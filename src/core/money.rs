//! Currency rounding and formatting helpers shared by the calculators.

use rust_decimal::{Decimal, RoundingStrategy};
use rust_decimal_macros::dec;

/// Round to the cent, halves away from zero.
pub fn round_cents(amount: Decimal) -> Decimal {
    amount.round_dp_with_strategy(2, RoundingStrategy::MidpointAwayFromZero)
}

/// Round to the whole euro, halves away from zero.
pub fn round_euros(amount: Decimal) -> Decimal {
    amount.round_dp_with_strategy(0, RoundingStrategy::MidpointAwayFromZero)
}

/// `part / whole * 100` to two decimal places, or zero when `whole` is zero.
pub fn percentage(part: Decimal, whole: Decimal) -> Decimal {
    if whole.is_zero() {
        return Decimal::ZERO;
    }
    round_cents(part / whole * dec!(100))
}

/// Format as euros with thousands separators, e.g. `€12,450.00`.
pub fn format_eur(amount: Decimal) -> String {
    let sign = if amount.is_sign_negative() && !amount.is_zero() {
        "-"
    } else {
        ""
    };
    let fixed = format!("{:.2}", round_cents(amount.abs()));
    let (whole, fraction) = fixed.split_once('.').unwrap_or((&fixed, "00"));
    format!("{sign}€{}.{fraction}", group_thousands(whole))
}

/// Format as whole euros with thousands separators, e.g. `€600,000`.
pub fn format_eur_whole(amount: Decimal) -> String {
    let sign = if amount.is_sign_negative() && !amount.is_zero() {
        "-"
    } else {
        ""
    };
    let whole = round_euros(amount.abs()).trunc().to_string();
    format!("{sign}€{}", group_thousands(&whole))
}

/// Format a 0-100 percentage with two decimals, e.g. `37.25%`.
pub fn format_pct(pct: Decimal) -> String {
    format!("{:.2}%", pct)
}

/// Format a fractional rate as a percentage, e.g. `0.2360` -> `23.60%`.
pub fn format_rate(rate: Decimal) -> String {
    format_pct(rate * dec!(100))
}

fn group_thousands(digits: &str) -> String {
    let mut out = String::with_capacity(digits.len() + digits.len() / 3);
    for (i, c) in digits.chars().enumerate() {
        if i > 0 && (digits.len() - i) % 3 == 0 {
            out.push(',');
        }
        out.push(c);
    }
    out
}

#[cfg(test)]
mod tests {
    use super::*;

    #[test]
    fn rounding_halves_away_from_zero() {
        assert_eq!(round_cents(dec!(0.125)), dec!(0.13));
        assert_eq!(round_euros(dec!(2.5)), dec!(3));
        assert_eq!(round_euros(dec!(-2.5)), dec!(-3));
    }

    #[test]
    fn percentage_of_zero_is_zero() {
        assert_eq!(percentage(dec!(10), Decimal::ZERO), Decimal::ZERO);
        assert_eq!(percentage(dec!(1), dec!(3)), dec!(33.33));
    }

    #[test]
    fn formats_euros() {
        assert_eq!(format_eur(dec!(12450)), "€12,450.00");
        assert_eq!(format_eur(dec!(-1234567.891)), "-€1,234,567.89");
        assert_eq!(format_eur(dec!(0.5)), "€0.50");
        assert_eq!(format_eur_whole(dec!(600000)), "€600,000");
        assert_eq!(format_eur_whole(dec!(999.5)), "€1,000");
    }

    #[test]
    fn formats_rates() {
        assert_eq!(format_rate(dec!(0.2360)), "23.60%");
        assert_eq!(format_pct(dec!(37.5)), "37.50%");
    }
}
########
__What is being asked__
When a line of the material holds the string "sign", copy that line.

__Finished exercise__
    let sign = if amount.is_sign_negative() && !amount.is_zero() {
    format!("{sign}€{}.{fraction}", group_thousands(whole))
    let sign = if amount.is_sign_negative() && !amount.is_zero() {
    format!("{sign}€{}", group_thousands(&whole))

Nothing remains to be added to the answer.